If a line in the data below holds the word "Returns", include it in the count. Give only the final number.

§ §

// This Source Code Form is subject to the terms of the Mozilla Public
// License, v. 2.0. If a copy of the MPL was not distributed with this
// file, You can obtain one at https://mozilla.org/MPL/2.0/.

//! Numeric tolerances used by sketch predicates and queries.

use nalgebra::Point2;
use serde::{Deserialize, Serialize};

const DEFAULT_LENGTH_TOL: f64 = 1e-6;
const DEFAULT_ANGLE_TOL: f64 = 1e-9;
const DEFAULT_ARC_SEGMENTS: usize = 32;

/// Tolerance configuration.
#[derive(Debug, Clone, Copy, PartialEq, Serialize, Deserialize)]
#[serde(default, rename_all = "camelCase")]
pub struct Tolerance {
    /// Distance below which two points are equal and a point lies on a curve.
    pub length: f64,
    /// Angular slack (radians) for arc sweep-range tests.
    pub angle: f64,
    /// Polyline segments per full turn when discretising arcs.
    pub arc_segments: usize,
}

impl Default for Tolerance {
    fn default() -> Self {
        Self {
            length: DEFAULT_LENGTH_TOL,
            angle: DEFAULT_ANGLE_TOL,
            arc_segments: DEFAULT_ARC_SEGMENTS,
        }
    }
}

impl Tolerance {
    /// Load tolerances from environment variables, falling back to defaults.
    ///
    /// Reads `PLAN_SKETCH_LENGTH_TOL`, `PLAN_SKETCH_ANGLE_TOL` and
    /// `PLAN_SKETCH_ARC_SEGMENTS`.
    pub fn from_env() -> Self {
        Self {
            length: std::env::var("PLAN_SKETCH_LENGTH_TOL")
                .ok()
                .and_then(|v| v.parse().ok())
                .filter(|v: &f64| *v > 0.0)
                .unwrap_or(DEFAULT_LENGTH_TOL),
            angle: std::env::var("PLAN_SKETCH_ANGLE_TOL")
                .ok()
                .and_then(|v| v.parse().ok())
                .filter(|v: &f64| *v >= 0.0)
                .unwrap_or(DEFAULT_ANGLE_TOL),
            arc_segments: std::env::var("PLAN_SKETCH_ARC_SEGMENTS")
                .ok()
                .and_then(|v| v.parse().ok())
                .filter(|v: &usize| *v >= 4)
                .unwrap_or(DEFAULT_ARC_SEGMENTS),
        }
    }

    /// Returns `true` if two points are within the length tolerance.
    #[inline]
    pub fn points_equal(&self, a: &Point2<f64>, b: &Point2<f64>) -> bool {
        (a - b).norm() <= self.length
    }

    /// Returns `true` if `value` is within the length tolerance of zero.
    #[inline]
    pub fn is_zero(&self, value: f64) -> bool {
        value.abs() <= self.length
    }
}

#[cfg(test)]
mod tests {
    use super::*;

    #[test]
    fn defaults() {
        let tol = Tolerance::default();
        assert_eq!(tol.length, 1e-6);
        assert_eq!(tol.arc_segments, 32);
    }

    #[test]
    fn points_equal_within_tolerance() {
        let tol = Tolerance::default();
        assert!(tol.points_equal(&Point2::new(1.0, 1.0), &Point2::new(1.0, 1.0 + 1e-8)));
        assert!(!tol.points_equal(&Point2::new(1.0, 1.0), &Point2::new(1.0, 1.01)));
    }

    #[test]
    fn deserialize_fills_missing_fields() {
        let tol: Tolerance = serde_json::from_str(r#"{"length": 0.001}"#).unwrap();
        assert_eq!(tol.length, 0.001);
        assert_eq!(tol.angle, DEFAULT_ANGLE_TOL);
        assert_eq!(tol.arc_segments, DEFAULT_ARC_SEGMENTS);
    }
}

§ §

_Finished exercise_.
2